日本児童図書出版協会

児童書出版文化の向上と児童書の普及を目指して活動している団体です

こどもの本

私の新刊
『ウリオ』 室井滋

(月刊「こどもの本」2013年10月号より)
室井滋さん

楽しさがウキウキ伝染!

 私は永らく女優業の傍ら、雑文を書いています。

 二〇一一年五月に絵本『しげちゃん』(金の星社)を出したのも、「週刊文春」の「すっぴん魂(こん)」という連載エッセイで、十二年間にわたり、長谷川義史さんにイラストを描いていただいたのがキッカケ。長谷川さんの個展に伺った折、出版社の方に「絵本、興味ありますか?」と誘われたのです。
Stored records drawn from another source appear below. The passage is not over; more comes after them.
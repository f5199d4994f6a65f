use async_trait::async_trait;
use bytes::Bytes;
use http::{Request, Response};
use std::fmt::Debug;

/// Error returned by an [`HttpClient`].
pub type HttpError = Box<dyn std::error::Error + Send + Sync + 'static>;

/// Minimal HTTP client used by [`HttpTransport`](crate::HttpTransport).
///
/// Implemented for `reqwest::Client` with the `reqwest-client` or `reqwest-client-rustls`
/// feature. Timeouts are the client's business; a timed out request is just another error.
#[async_trait]
pub trait HttpClient: Debug + Send + Sync {
    /// Send the request and return the complete response.
    async fn send(&self, request: Request<Vec<u8>>) -> Result<Response<Bytes>, HttpError>;
}

#[cfg(feature = "reqwest")]
mod reqwest_client {
    use super::{async_trait, Bytes, HttpClient, HttpError, Request, Response};
    use std::convert::TryInto;

    #[async_trait]
    impl HttpClient for ::reqwest::Client {
        async fn send(&self, request: Request<Vec<u8>>) -> Result<Response<Bytes>, HttpError> {
            let request: ::reqwest::Request = request.try_into()?;
            let response = self.execute(request).await?;
            Ok(Response::builder()
                .status(response.status())
                .body(response.bytes().await?)?)
        }
    }
}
 子どものいない自分はこれまで絵本の世界とは無縁でしたが、愛猫六匹との暮らしが私を母のようにしてくれたりしていたようで、ひとたび足を踏み入れた途端、ピタリとはまった感じ。作品作りがスラスラ進みました。

『しげちゃん』で絵本デビューした後、手作りの絵本ライブを長谷川さんはじめ、大友剛さん(ピアノ)や岡淳さん(サックス)と一緒に月に二回程のペースで催していますが、これもまた、自分達自身が遊ぶようにして、とても楽しんでいます。

 出演者のウキウキ気分が子どもたちやお母さんたち、先生たちにも伝染するみたいで、会場はいつも大盛り上がりです。

 実は、絵本第二作『ウリオ』もそんな中で生まれた絵本なんですよ。

 朗読や歌、手品やパフォーマンスの間に、私と長谷川さんのマッタリとしたトークが挟まるんですけれど、たまたまある日のテーマが「心が通ったあの瞬間」だったんです。私が、「長野在住の友人一家とイノシシの間に起きた事件」を紹介したところ、これがすごい反響でした。

 ライブ後のサイン会で、「さっきのイノシシの話、ぜひ読みたい」と、何人ものお客様からリクエストをいただきまして……。そうだ、これを全国の良い子にライブで紹介したいと仲間とも盛り上がったという次第。つまり『ウリオ』は、ライブのお客様が応援してくださってできた作品なのであります。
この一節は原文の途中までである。